[Stored items]
________________________
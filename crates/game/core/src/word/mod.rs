//! Words: generation from text and their runtime state.
//!
//! - [`stats`]: the four stats and the letter-stat table
//! - [`generator`]: text + level → [`WordEntity`]
//! - [`entity`]: HP, level and experience of a generated word

pub mod entity;
pub mod error;
pub mod generator;
pub mod rank;
pub mod stats;

pub use entity::{Moveset, WordEntity, WordText, computed_stats, experience_needed};
pub use error::GenerationError;
pub use generator::{Codon, generate};
pub use rank::Rank;
pub use stats::{Stat, StatBlock, letter_stat};
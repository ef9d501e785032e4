//! Error types for battle setup and turn resolution.

use super::{BattleOutcome, Side};
use crate::error::{ErrorSeverity, GameError};
use crate::team::TeamError;
use crate::technique::Technique;

/// Why a submitted action was rejected.
#[derive(Clone, Debug, PartialEq, Eq, thiserror::Error)]
pub enum ActionError {
    #[error("the None technique cannot be used")]
    NoneTechnique,

    #[error("{technique:?} is not known by the active word")]
    UnknownTechnique { technique: Technique },

    #[error("{technique:?} needs a switch target")]
    MissingSwitchTarget { technique: Technique },

    #[error("{technique:?} is not a switching technique")]
    NotASwitch { technique: Technique },

    #[error("not enough technical points for {technique:?}: need {cost}, have {available}")]
    NotEnoughTechnicalPoints {
        technique: Technique,
        cost: u8,
        available: u8,
    },

    #[error("the active word is stunned")]
    Stunned,

    #[error("the active word cannot escape")]
    NoEscape,

    #[error("the opposing active word has fainted")]
    TargetFainted,

    #[error("illegal switch: {0}")]
    Switch(TeamError),
}

impl GameError for ActionError {
    fn severity(&self) -> ErrorSeverity {
        match self {
            ActionError::Switch(inner) => inner.severity(),
            ActionError::NotEnoughTechnicalPoints { .. } => ErrorSeverity::Recoverable,
            _ => ErrorSeverity::Validation,
        }
    }

    fn error_code(&self) -> &'static str {
        match self {
            ActionError::NoneTechnique => "ACTION_NONE_TECHNIQUE",
            ActionError::UnknownTechnique { .. } => "ACTION_UNKNOWN_TECHNIQUE",
            ActionError::MissingSwitchTarget { .. } => "ACTION_MISSING_SWITCH_TARGET",
            ActionError::NotASwitch { .. } => "ACTION_NOT_A_SWITCH",
            ActionError::NotEnoughTechnicalPoints { .. } => "ACTION_NOT_ENOUGH_TP",
            ActionError::Stunned => "ACTION_STUNNED",
            ActionError::NoEscape => "ACTION_NO_ESCAPE",
            ActionError::TargetFainted => "ACTION_TARGET_FAINTED",
            ActionError::Switch(inner) => inner.error_code(),
        }
    }
}

/// Errors surfaced by the battle engine.
#[derive(Clone, Debug, PartialEq, Eq, thiserror::Error)]
pub enum BattleError {
    /// A side submitted an action that cannot be taken. Nothing was applied.
    #[error("{side} action rejected: {error}")]
    IllegalAction { side: Side, error: ActionError },

    #[error("battle is over ({outcome})")]
    BattleOver { outcome: BattleOutcome },

    /// The side's active word fainted and must be replaced before the next turn.
    #[error("{side} must replace its fainted active word first")]
    ReplacementRequired { side: Side },

    #[error("{side} has no fainted active word to replace")]
    NoReplacementNeeded { side: Side },

    #[error("{side} team error: {error}")]
    Team { side: Side, error: TeamError },

    /// A team was asked to act with no living active word.
    #[error("{side} has no living active word")]
    NoLivingActiveWord { side: Side },
}

impl BattleError {
    pub(crate) fn team(side: Side) -> impl FnOnce(TeamError) -> Self {
        move |error| BattleError::Team { side, error }
    }
}

impl GameError for BattleError {
    fn severity(&self) -> ErrorSeverity {
        match self {
            BattleError::IllegalAction { error, .. } => error.severity(),
            BattleError::BattleOver { .. }
            | BattleError::ReplacementRequired { .. }
            | BattleError::NoReplacementNeeded { .. } => ErrorSeverity::Validation,
            BattleError::Team { error, .. } => error.severity(),
            BattleError::NoLivingActiveWord { .. } => ErrorSeverity::Internal,
        }
    }

    fn error_code(&self) -> &'static str {
        match self {
            BattleError::IllegalAction { error, .. } => error.error_code(),
            BattleError::BattleOver { .. } => "BATTLE_OVER",
            BattleError::ReplacementRequired { .. } => "BATTLE_REPLACEMENT_REQUIRED",
            BattleError::NoReplacementNeeded { .. } => "BATTLE_NO_REPLACEMENT_NEEDED",
            BattleError::Team { error, .. } => error.error_code(),
            BattleError::NoLivingActiveWord { .. } => "BATTLE_NO_LIVING_ACTIVE_WORD",
        }
    }
}
//! Two-team turn-based battles.
//!
//! [`Battle`] is plain state: two [`Team`]s, the turn counter, and the outcome.
//! All mutation flows through [`BattleEngine`], which borrows the battle
//! together with the rosters owning each side's words.

mod action;
mod damage;
mod engine;
mod errors;
mod events;
mod techniques;

pub use action::BattleAction;
pub use damage::{Mitigation, fraction_of, technique_damage};
pub use engine::BattleEngine;
pub use errors::{ActionError, BattleError};
pub use events::{BattleEvent, DamageCause, SkipReason, TurnReport};

use crate::config::GameConfig;
use crate::roster::WordRoster;
use crate::team::{Team, TeamError};

/// One of the two teams in a battle.
#[derive(Clone, Copy, Debug, PartialEq, Eq, Hash, PartialOrd, Ord, strum::Display)]
#[cfg_attr(feature = "serde", derive(serde::Serialize, serde::Deserialize))]
#[strum(serialize_all = "lowercase")]
pub enum Side {
    Users,
    Enemies,
}

impl Side {
    pub const BOTH: [Side; 2] = [Side::Users, Side::Enemies];

    pub const fn opponent(self) -> Side {
        match self {
            Side::Users => Side::Enemies,
            Side::Enemies => Side::Users,
        }
    }
}

/// State of a battle.
#[derive(Clone, Copy, Debug, PartialEq, Eq, Hash, strum::Display)]
#[cfg_attr(feature = "serde", derive(serde::Serialize, serde::Deserialize))]
pub enum BattleOutcome {
    Ongoing,
    UsersWon,
    EnemiesWon,
    /// Both teams were defeated in the same turn.
    Draw,
}

impl BattleOutcome {
    pub const fn is_over(self) -> bool {
        !matches!(self, BattleOutcome::Ongoing)
    }

    /// Outcome implied by which teams are defeated.
    pub const fn from_defeats(users_defeated: bool, enemies_defeated: bool) -> Self {
        match (users_defeated, enemies_defeated) {
            (false, false) => BattleOutcome::Ongoing,
            (false, true) => BattleOutcome::UsersWon,
            (true, false) => BattleOutcome::EnemiesWon,
            (true, true) => BattleOutcome::Draw,
        }
    }
}

/// Two teams and the bookkeeping of the fight between them.
#[derive(Clone, Debug, PartialEq, Eq)]
#[cfg_attr(feature = "serde", derive(serde::Serialize, serde::Deserialize))]
pub struct Battle {
    users: Team,
    enemies: Team,
    /// Turn currently awaiting actions, starting at 1.
    turn: u32,
    outcome: BattleOutcome,
    config: GameConfig,
}

impl Battle {
    /// Starts a battle.
    ///
    /// Both teams begin with the configured technical points. If either team is
    /// already defeated the battle is over immediately, without any turn.
    pub fn new(
        users: Team,
        enemies: Team,
        user_roster: &WordRoster,
        enemy_roster: &WordRoster,
        config: &GameConfig,
    ) -> Result<Self, BattleError> {
        check_members(Side::Users, &users, user_roster)?;
        check_members(Side::Enemies, &enemies, enemy_roster)?;

        let points = config.clamped_starting_points();
        let outcome = BattleOutcome::from_defeats(
            users.is_defeated(user_roster),
            enemies.is_defeated(enemy_roster),
        );
        if outcome.is_over() {
            tracing::debug!(%outcome, "battle decided before the first turn");
        }

        Ok(Self {
            users: users.with_technical_points(points),
            enemies: enemies.with_technical_points(points),
            turn: 1,
            outcome,
            config: config.clone(),
        })
    }

    pub fn team(&self, side: Side) -> &Team {
        match side {
            Side::Users => &self.users,
            Side::Enemies => &self.enemies,
        }
    }

    pub fn users(&self) -> &Team {
        &self.users
    }

    pub fn enemies(&self) -> &Team {
        &self.enemies
    }

    pub fn turn(&self) -> u32 {
        self.turn
    }

    pub fn outcome(&self) -> BattleOutcome {
        self.outcome
    }

    pub fn is_over(&self) -> bool {
        self.outcome.is_over()
    }

    pub fn config(&self) -> &GameConfig {
        &self.config
    }
}

fn check_members(side: Side, team: &Team, roster: &WordRoster) -> Result<(), BattleError> {
    match team.members().iter().find(|handle| !roster.contains(**handle)) {
        Some(&handle) => Err(BattleError::Team {
            side,
            error: TeamError::MissingMember { handle },
        }),
        None => Ok(()),
    }
}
________________________
__EXERCISE OBJECTIVE__: Report how many lines of the entries above contain the word "ErrorSeverity", giving the number by itself.

__ANSWER BOX__: 7